/---

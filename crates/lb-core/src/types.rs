//! Wire types for the items LaunchBar renders.
//!
//! Field names match the JSON keys LaunchBar understands. Keys prefixed with
//! `x-` are private bookkeeping: LaunchBar ignores them but hands them back
//! unchanged when an emitted item is selected, which is how an action finds
//! the handler bound to that item on the next invocation.

use serde::{Deserialize, Serialize};
use serde_json::Value;
use std::collections::BTreeMap;

/// Free-form data attached to an item (`x-data`).
pub type ItemData = BTreeMap<String, Value>;

/// One item as serialized for LaunchBar.
#[derive(Debug, Clone, Default, PartialEq, Serialize, Deserialize)]
#[serde(default)]
pub struct ItemRecord {
    pub title: String,
    #[serde(skip_serializing_if = "String::is_empty")]
    pub subtitle: String,
    #[serde(skip_serializing_if = "String::is_empty")]
    pub url: String,
    #[serde(skip_serializing_if = "String::is_empty")]
    pub path: String,
    #[serde(skip_serializing_if = "String::is_empty")]
    pub icon: String,
    #[serde(rename = "quickLookURL", skip_serializing_if = "String::is_empty")]
    pub quick_look_url: String,
    /// Name of the script LaunchBar runs when the item is activated.
    #[serde(skip_serializing_if = "String::is_empty")]
    pub action: String,
    #[serde(rename = "actionArgument", skip_serializing_if = "String::is_empty")]
    pub action_argument: String,
    #[serde(rename = "actionReturnsItems", skip_serializing_if = "is_false")]
    pub action_returns_items: bool,
    #[serde(rename = "actionRunsInBackground", skip_serializing_if = "is_false")]
    pub action_runs_in_background: bool,
    #[serde(
        rename = "actionBundleIdentifier",
        skip_serializing_if = "String::is_empty"
    )]
    pub action_bundle_identifier: String,
    #[serde(skip_serializing_if = "Vec::is_empty")]
    pub children: Vec<ItemRecord>,

    /// Registration id, 1-based. Zero means the item was never registered.
    #[serde(rename = "x-id")]
    pub id: i64,
    /// Explicit display order used when a view is compiled.
    #[serde(rename = "x-order")]
    pub order: i64,
    /// Name of the function to call when the item comes back as input.
    #[serde(rename = "x-func", skip_serializing_if = "String::is_empty")]
    pub func: String,
    /// Serialized argument for `func`.
    #[serde(rename = "x-funcarg", skip_serializing_if = "String::is_empty")]
    pub func_arg: String,
    /// The invocation string the item was emitted for.
    #[serde(rename = "x-arg")]
    pub arg: String,
    #[serde(rename = "x-data", skip_serializing_if = "BTreeMap::is_empty")]
    pub data: ItemData,
}

#[allow(clippy::trivially_copy_pass_by_ref)]
fn is_false(b: &bool) -> bool {
    !*b
}

impl ItemRecord {
    pub fn new(title: impl Into<String>) -> Self {
        Self {
            title: title.into(),
            ..Self::default()
        }
    }

    /// Bind a function call to this item.
    ///
    /// A single string argument is stored verbatim; anything else is stored
    /// as a JSON array.
    pub fn set_func<I, V>(&mut self, name: impl Into<String>, args: I)
    where
        I: IntoIterator<Item = V>,
        V: Into<Value>,
    {
        self.func = name.into();
        let args: Vec<Value> = args.into_iter().map(Into::into).collect();
        self.func_arg = match args.as_slice() {
            [Value::String(s)] => s.clone(),
            [] => String::new(),
            _ => Value::Array(args).to_string(),
        };
    }

    /// Decode `func_arg` into a list of string arguments.
    ///
    /// A JSON array yields one entry per element (non-string elements are
    /// rendered as JSON); any other non-empty value is a single argument.
    pub fn func_args(&self) -> Vec<String> {
        if self.func_arg.is_empty() {
            return Vec::new();
        }
        match serde_json::from_str::<Vec<Value>>(&self.func_arg) {
            Ok(values) => values
                .into_iter()
                .map(|v| match v {
                    Value::String(s) => s,
                    other => other.to_string(),
                })
                .collect(),
            Err(_) => vec![self.func_arg.clone()],
        }
    }
}

/// JSON for a single synthetic error item.
///
/// Built from a `Value`, which always serializes, so this is safe to use as
/// the fallback when serializing real items failed.
pub fn error_items_json(message: &str) -> String {
    serde_json::json!([{ "title": message, "subtitle": "error" }]).to_string()
}

/// Serialize records into the JSON array LaunchBar expects.
///
/// Falls back to a single error item, so the result is always valid JSON.
pub fn records_to_json(records: &[&ItemRecord]) -> String {
    match serde_json::to_string(records) {
        Ok(json) => json,
        Err(e) => error_items_json(&e.to_string()),
    }
}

\---

- What the exercise asks -
Each line that contains the string "records" should be copied from the data above.

- Written response -
/// Serialize records into the JSON array LaunchBar expects.
pub fn records_to_json(records: &[&ItemRecord]) -> String {
    match serde_json::to_string(records) {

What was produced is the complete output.